▶ EXERCISE DESCRIPTION: The listing below is to be output in its exact form.

======== RECORDS FOR PROCESSING ========

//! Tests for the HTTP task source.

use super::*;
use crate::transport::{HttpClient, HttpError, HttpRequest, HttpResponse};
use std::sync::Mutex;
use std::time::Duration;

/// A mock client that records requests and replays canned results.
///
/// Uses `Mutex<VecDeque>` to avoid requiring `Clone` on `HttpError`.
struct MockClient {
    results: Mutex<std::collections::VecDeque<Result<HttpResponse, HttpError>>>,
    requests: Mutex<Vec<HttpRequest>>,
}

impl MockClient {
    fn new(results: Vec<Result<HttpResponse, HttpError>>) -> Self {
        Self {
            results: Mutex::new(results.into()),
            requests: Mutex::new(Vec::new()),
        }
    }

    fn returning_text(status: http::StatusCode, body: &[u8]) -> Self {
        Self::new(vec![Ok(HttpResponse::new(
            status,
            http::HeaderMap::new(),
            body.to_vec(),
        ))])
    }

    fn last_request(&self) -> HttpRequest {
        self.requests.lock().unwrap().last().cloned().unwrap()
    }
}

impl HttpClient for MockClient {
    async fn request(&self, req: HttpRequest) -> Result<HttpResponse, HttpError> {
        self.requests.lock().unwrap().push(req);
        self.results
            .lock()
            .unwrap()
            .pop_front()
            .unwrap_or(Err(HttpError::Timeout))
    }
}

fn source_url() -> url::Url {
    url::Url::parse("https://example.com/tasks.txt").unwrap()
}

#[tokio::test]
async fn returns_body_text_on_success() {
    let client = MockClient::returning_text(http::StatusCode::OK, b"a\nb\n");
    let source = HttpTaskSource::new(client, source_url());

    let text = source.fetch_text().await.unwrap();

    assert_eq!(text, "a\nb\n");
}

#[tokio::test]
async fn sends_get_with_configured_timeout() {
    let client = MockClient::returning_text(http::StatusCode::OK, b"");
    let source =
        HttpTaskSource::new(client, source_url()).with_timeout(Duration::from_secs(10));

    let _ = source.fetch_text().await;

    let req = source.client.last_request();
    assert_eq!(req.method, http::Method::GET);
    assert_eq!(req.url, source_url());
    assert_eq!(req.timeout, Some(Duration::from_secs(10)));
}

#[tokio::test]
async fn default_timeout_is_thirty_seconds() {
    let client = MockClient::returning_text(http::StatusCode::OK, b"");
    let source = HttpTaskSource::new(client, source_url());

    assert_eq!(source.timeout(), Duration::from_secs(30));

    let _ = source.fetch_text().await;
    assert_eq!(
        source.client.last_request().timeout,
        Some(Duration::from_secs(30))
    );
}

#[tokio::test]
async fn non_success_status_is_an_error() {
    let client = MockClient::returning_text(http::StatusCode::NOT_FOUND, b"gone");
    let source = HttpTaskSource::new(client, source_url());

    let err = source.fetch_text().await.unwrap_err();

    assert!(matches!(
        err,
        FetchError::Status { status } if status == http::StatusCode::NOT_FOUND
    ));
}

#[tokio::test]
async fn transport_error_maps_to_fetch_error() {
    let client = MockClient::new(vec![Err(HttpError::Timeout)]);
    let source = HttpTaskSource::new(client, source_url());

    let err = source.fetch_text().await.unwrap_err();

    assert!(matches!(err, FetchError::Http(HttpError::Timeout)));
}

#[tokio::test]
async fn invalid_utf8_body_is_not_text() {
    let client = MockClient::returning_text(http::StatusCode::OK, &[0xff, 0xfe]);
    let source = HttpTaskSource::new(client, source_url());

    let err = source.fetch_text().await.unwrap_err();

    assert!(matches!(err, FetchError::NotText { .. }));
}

========

▶ ANSWER FOR THIS EXERCISE:
//! Tests for the HTTP task source.

use super::*;
use crate::transport::{HttpClient, HttpError, HttpRequest, HttpResponse};
use std::sync::Mutex;
use std::time::Duration;

/// A mock client that records requests and replays canned results.
///
/// Uses `Mutex<VecDeque>` to avoid requiring `Clone` on `HttpError`.
struct MockClient {
    results: Mutex<std::collections::VecDeque<Result<HttpResponse, HttpError>>>,
    requests: Mutex<Vec<HttpRequest>>,
}

impl MockClient {
    fn new(results: Vec<Result<HttpResponse, HttpError>>) -> Self {
        Self {
            results: Mutex::new(results.into()),
            requests: Mutex::new(Vec::new()),
        }
    }

    fn returning_text(status: http::StatusCode, body: &[u8]) -> Self {
        Self::new(vec![Ok(HttpResponse::new(
            status,
            http::HeaderMap::new(),
            body.to_vec(),
        ))])
    }

    fn last_request(&self) -> HttpRequest {
        self.requests.lock().unwrap().last().cloned().unwrap()
    }
}

impl HttpClient for MockClient {
    async fn request(&self, req: HttpRequest) -> Result<HttpResponse, HttpError> {
        self.requests.lock().unwrap().push(req);
        self.results
            .lock()
            .unwrap()
            .pop_front()
            .unwrap_or(Err(HttpError::Timeout))
    }
}

fn source_url() -> url::Url {
    url::Url::parse("https://example.com/tasks.txt").unwrap()
}

#[tokio::test]
async fn returns_body_text_on_success() {
    let client = MockClient::returning_text(http::StatusCode::OK, b"a\nb\n");
    let source = HttpTaskSource::new(client, source_url());

    let text = source.fetch_text().await.unwrap();

    assert_eq!(text, "a\nb\n");
}

#[tokio::test]
async fn sends_get_with_configured_timeout() {
    let client = MockClient::returning_text(http::StatusCode::OK, b"");
    let source =
        HttpTaskSource::new(client, source_url()).with_timeout(Duration::from_secs(10));

    let _ = source.fetch_text().await;

    let req = source.client.last_request();
    assert_eq!(req.method, http::Method::GET);
    assert_eq!(req.url, source_url());
    assert_eq!(req.timeout, Some(Duration::from_secs(10)));
}

#[tokio::test]
async fn default_timeout_is_thirty_seconds() {
    let client = MockClient::returning_text(http::StatusCode::OK, b"");
    let source = HttpTaskSource::new(client, source_url());

    assert_eq!(source.timeout(), Duration::from_secs(30));

    let _ = source.fetch_text().await;
    assert_eq!(
        source.client.last_request().timeout,
        Some(Duration::from_secs(30))
    );
}

#[tokio::test]
async fn non_success_status_is_an_error() {
    let client = MockClient::returning_text(http::StatusCode::NOT_FOUND, b"gone");
    let source = HttpTaskSource::new(client, source_url());

    let err = source.fetch_text().await.unwrap_err();

    assert!(matches!(
        err,
        FetchError::Status { status } if status == http::StatusCode::NOT_FOUND
    ));
}

#[tokio::test]
async fn transport_error_maps_to_fetch_error() {
    let client = MockClient::new(vec![Err(HttpError::Timeout)]);
    let source = HttpTaskSource::new(client, source_url());

    let err = source.fetch_text().await.unwrap_err();

    assert!(matches!(err, FetchError::Http(HttpError::Timeout)));
}

#[tokio::test]
async fn invalid_utf8_body_is_not_text() {
    let client = MockClient::returning_text(http::StatusCode::OK, &[0xff, 0xfe]);
    let source = HttpTaskSource::new(client, source_url());

    let err = source.fetch_text().await.unwrap_err();

    assert!(matches!(err, FetchError::NotText { .. }));
}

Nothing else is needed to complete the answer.